Les propos attribués à Ségolène Royal s’inscrivent aussi dans une lecture plus pragmatique : la France a besoin de l’Algérie, estime l'ancienne ministre. Les deux pays conservent des liens humains, économiques et stratégiques denses. La diaspora, les échanges commerciaux, les enjeux énergétiques et la sécurité en Méditerranée donnent à cette relation un poids particulier.

L’Algérie dispose aussi d’une position régionale importante en Afrique du Nord et au Sahel. Pour la France, maintenir un dialogue stable avec Alger répond donc à des intérêts concrets. Pour l’Algérie, une relation équilibrée suppose un respect politique clair et une reconnaissance de son rôle régional.

Un geste attendu, mais difficile à formuler

La question posée par Ségolène Royal met en lumière un point central : l’apaisement ne dépend pas uniquement des intérêts économiques ou diplomatiques.

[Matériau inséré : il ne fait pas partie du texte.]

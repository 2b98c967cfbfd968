//! The problems report: every problem of a build, as one JSON document.

use std::fs;
use std::path::PathBuf;

use gantry_problems::Problem;
use gantry_progress::emitter::SeverityCounts;
use gantry_progress::{project, ProblemProgressDetails};
use serde::Serialize;

use crate::{ReportingError, ReportingExtension, ReportingResult, SimpleReport};

#[derive(Serialize)]
#[serde(rename_all = "camelCase")]
struct ProblemsDocument<'p> {
    project: &'p str,
    summary: SeverityCounts,
    problems: Vec<ProblemProgressDetails<'p>>,
}

/// Writes projected problems under the reports base directory.
pub struct ProblemsReport;

impl ProblemsReport {
    /// Name of the report declaration that can override the output location.
    pub const NAME: &'static str = "problems";

    /// Default output path, relative to the reports base directory.
    pub const DEFAULT_PATH: &'static str = "problems/problems-report.json";

    /// Where the report will be written for `extension`.
    ///
    /// A report declared as [`ProblemsReport::NAME`] with an output
    /// location wins over [`ProblemsReport::DEFAULT_PATH`].
    pub fn destination(extension: &ReportingExtension) -> PathBuf {
        let configured = extension
            .reports()
            .get(Self::NAME)
            .and_then(SimpleReport::output_location);
        match configured {
            Some(location) => extension.file(location),
            None => extension.file(Self::DEFAULT_PATH),
        }
    }

    /// Render the report document as pretty-printed JSON.
    pub fn render(project_name: &str, problems: &[Problem]) -> ReportingResult<String> {
        let problems: Vec<ProblemProgressDetails<'_>> = problems.iter().map(project).collect();
        let document = ProblemsDocument {
            project: project_name,
            summary: SeverityCounts::of(&problems),
            problems,
        };
        Ok(serde_json::to_string_pretty(&document)?)
    }

    /// Write the report and return the path written.
    pub fn write(extension: &ReportingExtension, problems: &[Problem]) -> ReportingResult<PathBuf> {
        let destination = Self::destination(extension);
        let json = Self::render(extension.layout().name(), problems)?;

        if let Some(parent) = destination.parent() {
            fs::create_dir_all(parent).map_err(|source| ReportingError::CreateDir {
                path: parent.to_path_buf(),
                source,
            })?;
        }
        fs::write(&destination, json).map_err(|source| ReportingError::WriteReport {
            path: destination.clone(),
            source,
        })?;

        tracing::info!(
            path = %destination.display(),
            problems = problems.len(),
            "wrote problems report"
        );
        Ok(destination)
    }
}

#[cfg(test)]
mod tests;
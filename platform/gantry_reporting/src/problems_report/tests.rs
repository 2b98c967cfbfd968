use super::*;
use crate::{OutputType, ProjectLayout};
use gantry_problems::{taxonomy, ProblemDefinition, ProblemLocation, Severity};
use pretty_assertions::assert_eq;
use std::path::Path;

fn extension() -> ReportingExtension {
    ReportingExtension::new(ProjectLayout::new("/work/app", "app"))
}

#[test]
fn test_default_destination() {
    assert_eq!(
        ProblemsReport::destination(&extension()),
        PathBuf::from("/work/app/build/reports/problems/problems-report.json")
    );
}

#[test]
fn test_destination_follows_base_directory() {
    let mut reporting = extension();
    reporting.set_base_directory("/var/ci/reports");

    assert_eq!(
        ProblemsReport::destination(&reporting),
        PathBuf::from("/var/ci/reports/problems/problems-report.json")
    );
}

#[test]
fn test_declared_report_overrides_location() {
    let mut reporting = extension();
    if let Ok(report) = reporting.reports_mut().register(SimpleReport::new(
        ProblemsReport::NAME,
        "Problems report",
        OutputType::File,
    )) {
        report.set_output_location("diagnostics.json");
    }

    assert_eq!(
        ProblemsReport::destination(&reporting),
        Path::new("/work/app/build/reports/diagnostics.json")
    );
}

#[test]
fn test_render() {
    let problems = vec![
        Problem::new(ProblemDefinition::new(taxonomy::compilation_java(), Severity::Error))
            .with_contextual_label("cannot find symbol")
            .with_location(ProblemLocation::line_in_file("src/Main.java", 3)),
        Problem::new(ProblemDefinition::new(taxonomy::deprecation(), Severity::Warning)),
    ];

    let Ok(json) = ProblemsReport::render("app", &problems) else {
        panic!("report should render");
    };
    let Ok(value) = serde_json::from_str::<serde_json::Value>(&json) else {
        panic!("report should be valid JSON");
    };

    assert_eq!(value["project"], "app");
    assert_eq!(
        value["summary"],
        serde_json::json!({ "errors": 1, "warnings": 1, "advice": 0 })
    );
    assert_eq!(value["problems"][0]["contextualLabel"], "cannot find symbol");
    assert_eq!(value["problems"][0]["problemDefinition"]["id"][0]["id"], "java");
    assert_eq!(value["problems"][1]["problemDefinition"]["severity"], "WARNING");
}

#[test]
fn test_render_empty() {
    let Ok(json) = ProblemsReport::render("app", &[]) else {
        panic!("report should render");
    };
    assert!(json.contains("\"problems\": []"));
}
//! Problem groups: nodes of the problem taxonomy.

use std::fmt;
use std::sync::Arc;

/// A node in the problem classification taxonomy.
///
/// Groups form a singly-linked chain towards a root group with no parent.
/// The parent is shared, not owned, so many child groups (and many problem
/// definitions) can point at the same ancestor. Since a group cannot be
/// modified after construction, a chain can never become cyclic.
#[derive(Clone, Eq, PartialEq, Hash, Debug)]
pub struct ProblemGroup {
    id: String,
    display_name: String,
    parent: Option<Arc<ProblemGroup>>,
}

impl ProblemGroup {
    /// Create a root group (no parent).
    pub fn root(id: impl Into<String>, display_name: impl Into<String>) -> Arc<Self> {
        Arc::new(ProblemGroup {
            id: id.into(),
            display_name: display_name.into(),
            parent: None,
        })
    }

    /// Create a group nested under `parent`.
    pub fn child(
        id: impl Into<String>,
        display_name: impl Into<String>,
        parent: &Arc<ProblemGroup>,
    ) -> Arc<Self> {
        Arc::new(ProblemGroup {
            id: id.into(),
            display_name: display_name.into(),
            parent: Some(Arc::clone(parent)),
        })
    }

    /// Machine-readable identifier, unique among siblings.
    pub fn id(&self) -> &str {
        &self.id
    }

    /// Human-readable name.
    pub fn display_name(&self) -> &str {
        &self.display_name
    }

    /// The enclosing group, or `None` for a root.
    pub fn parent(&self) -> Option<&ProblemGroup> {
        self.parent.as_deref()
    }

    /// Check if this group has no parent.
    pub fn is_root(&self) -> bool {
        self.parent.is_none()
    }

    /// Iterate this group and its ancestors, most specific first.
    ///
    /// The first item is `self`, the last is the root.
    pub fn ancestry(&self) -> Ancestry<'_> {
        Ancestry {
            current: Some(self),
        }
    }

    /// Number of groups in the chain from this group up to the root.
    pub fn depth(&self) -> usize {
        self.ancestry().count()
    }
}

/// Renders the chain root-first as `root:child:leaf`.
impl fmt::Display for ProblemGroup {
    fn fmt(&self, f: &mut fmt::Formatter<'_>) -> fmt::Result {
        if let Some(parent) = self.parent() {
            write!(f, "{parent}:")?;
        }
        write!(f, "{}", self.id)
    }
}

/// Iterator over a group and its ancestors, leaf first.
#[derive(Clone, Debug)]
pub struct Ancestry<'g> {
    current: Option<&'g ProblemGroup>,
}

impl<'g> Iterator for Ancestry<'g> {
    type Item = &'g ProblemGroup;

    fn next(&mut self) -> Option<Self::Item> {
        let group = self.current?;
        self.current = group.parent();
        Some(group)
    }
}

impl std::iter::FusedIterator for Ancestry<'_> {}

Il passe aussi par des signaux politiques.

Une éventuelle initiative française devrait être précise, assumée et acceptable des deux côtés. Sans cela, elle risquerait d’être perçue comme insuffisante à Alger ou contestée à Paris. Le débat reste ouvert, mais la prise de position de Ségolène Royal confirme que le dossier mémoriel demeure au cœur de la relation entre la France et l’Algérie.